The old woman was the daughter of Pope Urban X and the Princess of Palestrina. As a young girl she was beautiful and lived a life of comfort, but when her ship is pirated in the Mediterranean, her fortunes change and she spends years living at the whim of whichever captor has her in possession. By the time the reader meets the old woman, she is Cunégonde’s maid, serving as a go-between for her mistress and offering quick, practical advice in urgent situations. The old woman is a pragmatic survivor. Like Cunégonde, she has suffered and survived: The old woman experienced kidnapping, rape, enslavement, humiliation, the removal of a buttock, and the violent deaths of her mother and her betrothed. She is no longer disillusioned with questions of innocence and ideas of purity; her focus is on keeping Cunégonde alive and helping her survive in a world that is ruthlessly cruel to women not living under the protection of a man. Also like Cunégonde, the old woman was passed between men like an object and dehumanized to the point where her body became food for others. She believes that all humans think their own suffering to be the worst, but she also values life and believes in preserving it despite that suffering.

Cacambo

Candide’s loyal valet, Cacambo is his master’s traveling companion on his journey through South America. He is part Spanish and part-native to South America and serves as a guide for Candide among foreign tribes and cultures. He is also a foil for Candide during his journey, facilitating philosophical discourse and explaining foreign cultures and customs to both Candide and the reader. Cacambo balances their dynamic with qualities that Candide lacks, such as practicality, resourcefulness, and quick thinking in urgent situations, just as he is a linguistic and cultural translator among cultures they encounter on the continent. Despite the cynical insistence of Martin, Cacambo is truly loyal to Candide. Rather than take Candide’s money and disappear, he is true to his work, eventually helping Candide reunite with Cunégonde when they have all returned to Europe. 

Martin

Martin is another of Candide’s travel companions, and like the others, functions as a foil for Candide’s optimism. He is a “decent” (55) old scholar, who has been robbed, beaten, and abandoned by his wife and children. His suffering has fostered within him a bleak but realistic skepticism that provides a dry counterpoint to Candide’s relentless optimism. He says he is a Manichean, someone who believes in the coexistence of both good and evil, which battle with equal power for the soul of humanity, though he typically assumes the worst of a situation.

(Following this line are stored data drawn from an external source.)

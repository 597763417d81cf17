//! Remote put with explicit completion-queue polling
//!
//! An exchange posts a put of the local send region into the peer's registered
//! region, then waits for two completions:
//!
//! 1. the local transmit-queue event carrying this post's id
//! 2. a receive-queue event raised by the peer's put into our region
//!
//! Transaction errors on either queue are logged and the queue is polled
//! again. An event that does not match what the exchange waits for is a
//! protocol error. All polling is bounded by the retry policy.

use super::{CqEntry, CqPoll, ExchangeBuffer, FabricPort, Message, RegionHandle, Transport};
use crate::error::{AppError, Result, RetryPolicy};
use crate::logging::{Logger, TransportLogger};
use crate::types::TransportKind;
use async_trait::async_trait;

#[derive(Debug, Clone, Copy, PartialEq, Eq)]
enum Queue {
    Tx,
    Rx,
}

impl Queue {
    fn name(self) -> &'static str {
        match self {
            Queue::Tx => "tx",
            Queue::Rx => "rx",
        }
    }
}

/// RDMA backend over the fabric's region registry and completion queues
#[derive(Debug)]
pub struct RdmaTransport {
    port: FabricPort,
    policy: RetryPolicy,
    logger: TransportLogger,
    /// Region of the current partner, bound in `begin_pairing`
    peer_region: Option<RegionHandle>,
    transaction_errors: u64,
}

impl RdmaTransport {
    pub fn new(port: FabricPort, policy: RetryPolicy, logger: &Logger) -> Self {
        Self {
            port,
            policy,
            logger: TransportLogger::new(logger.clone()),
            peer_region: None,
            transaction_errors: 0,
        }
    }

    /// Transaction errors seen and retried so far
    pub fn transaction_errors(&self) -> u64 {
        self.transaction_errors
    }

    fn poll(&self, queue: Queue) -> CqPoll {
        match queue {
            Queue::Tx => self.port.poll_tx(),
            Queue::Rx => self.port.poll_rx(),
        }
    }

    /// Spin on `queue` until an event arrives
    async fn wait_event(&mut self, queue: Queue, peer: usize, operation: String) -> Result<CqEntry> {
        let mut budget = self.policy.start();
        loop {
            match self.poll(queue) {
                CqPoll::Event(entry) => return Ok(entry),
                CqPoll::TransactionError(detail) => {
                    self.transaction_errors += 1;
                    self.logger.log_transaction_error(peer, queue.name(), &detail).await;
                }
                CqPoll::NotDone => {}
            }
            budget
                .wait()
                .await
                .map_err(|exhausted| AppError::transport_timeout(self.port.rank(), &operation, exhausted))?;
        }
    }
}

#[async_trait]
impl Transport for RdmaTransport {
    fn rank(&self) -> usize {
        self.port.rank()
    }

    fn num_ranks(&self) -> usize {
        self.port.num_ranks()
    }

    fn kind(&self) -> TransportKind {
        TransportKind::Rdma
    }

    async fn allocate(&mut self, size: usize) -> Result<ExchangeBuffer> {
        let handle = self.port.register(size)?;
        Ok(ExchangeBuffer::new(size).with_handle(handle))
    }

    async fn release(&mut self, buffer: ExchangeBuffer) -> Result<()> {
        match buffer.handle() {
            Some(handle) => self.port.deregister(handle),
            None => Ok(()),
        }
    }

    async fn barrier(&mut self) -> Result<()> {
        self.port.barrier(&self.policy).await
    }

    async fn rendezvous(&mut self, peer: usize) -> Result<()> {
        self.port.post_flag(peer)?;
        self.port.wait_flag(peer, &self.policy).await
    }

    /// Swap region handles with the peer
    async fn begin_pairing(&mut self, buffer: &mut ExchangeBuffer, peer: usize) -> Result<()> {
        let operation = format!("bind to rank {}", peer);
        let local = buffer.handle().ok_or_else(|| {
            AppError::transport(self.port.rank(), operation.clone(), "exchange buffer is not registered")
        })?;

        self.port.send(peer, Message::Handle(local))?;
        match self.port.recv(peer, &self.policy).await? {
            Message::Handle(remote) if remote.rank == peer => {
                self.peer_region = Some(remote);
                Ok(())
            }
            Message::Handle(remote) => Err(AppError::transport(
                self.port.rank(),
                operation,
                format!("rank {} sent a region owned by rank {}", peer, remote.rank),
            )),
            other => Err(AppError::transport(
                self.port.rank(),
                operation,
                format!("expected a handle message, got {}", other.kind()),
            )),
        }
    }

    async fn end_pairing(&mut self, _buffer: &mut ExchangeBuffer, _peer: usize) -> Result<()> {
        self.peer_region = None;
        Ok(())
    }

    async fn exchange(&mut self, buffer: &mut ExchangeBuffer, peer: usize) -> Result<()> {
        let rank = self.port.rank();
        let target = match self.peer_region {
            Some(handle) if handle.rank == peer => handle,
            _ => {
                return Err(AppError::transport(
                    rank,
                    format!("exchange with rank {}", peer),
                    "no region bound for this peer",
                ))
            }
        };
        let local = buffer.handle().ok_or_else(|| {
            AppError::transport(rank, format!("exchange with rank {}", peer), "exchange buffer is not registered")
        })?;

        let post_id = self.port.put(target, buffer.send())?;

        match self
            .wait_event(Queue::Tx, peer, format!("local completion of put to rank {}", peer))
            .await?
        {
            CqEntry::Post { post_id: done } if done == post_id => {}
            other => {
                return Err(AppError::transport(
                    rank,
                    format!("exchange with rank {}", peer),
                    format!("unexpected tx completion {:?} while waiting for post {}", other, post_id),
                ))
            }
        }

        match self
            .wait_event(Queue::Rx, peer, format!("remote completion from rank {}", peer))
            .await?
        {
            CqEntry::Remote { from } if from == peer => {}
            other => {
                return Err(AppError::transport(
                    rank,
                    format!("exchange with rank {}", peer),
                    format!("unexpected rx completion {:?}", other),
                ))
            }
        }

        self.port.read_region(local, buffer.recv_mut())
    }

    async fn exchange_samples(&mut self, samples: &[f64], peer: usize) -> Result<Vec<f64>> {
        self.port.send(peer, Message::Samples(samples.to_vec()))?;
        match self.port.recv(peer, &self.policy).await? {
            Message::Samples(values) => Ok(values),
            other => Err(AppError::transport(
                self.port.rank(),
                format!("exchange samples with rank {}", peer),
                format!("expected a samples message, got {}", other.kind()),
            )),
        }
    }
}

Despite his cynicism, he is a loyal travel companion to Candide and helps him when he can by throwing out the parasitic Parisians when Candide is ailing. Martin is the ideal guide for Candide’s voyage in France, England, and Venice, for he can see through many ruses and the dishonest scheming of Parisian society, and he is unconvinced by the showy decadence of Venetian society. While Candide often falls for the social facades around him, Martin warns him with dry skepticism that all is not as it seems. At the end of the book, Candide has gravitated towards Martin’s practical view, while the latter echoes Candide’s insistence on cultivating rather than philosophizing, encouraging the others to get to work rather than proving things to “make life bearable” (93).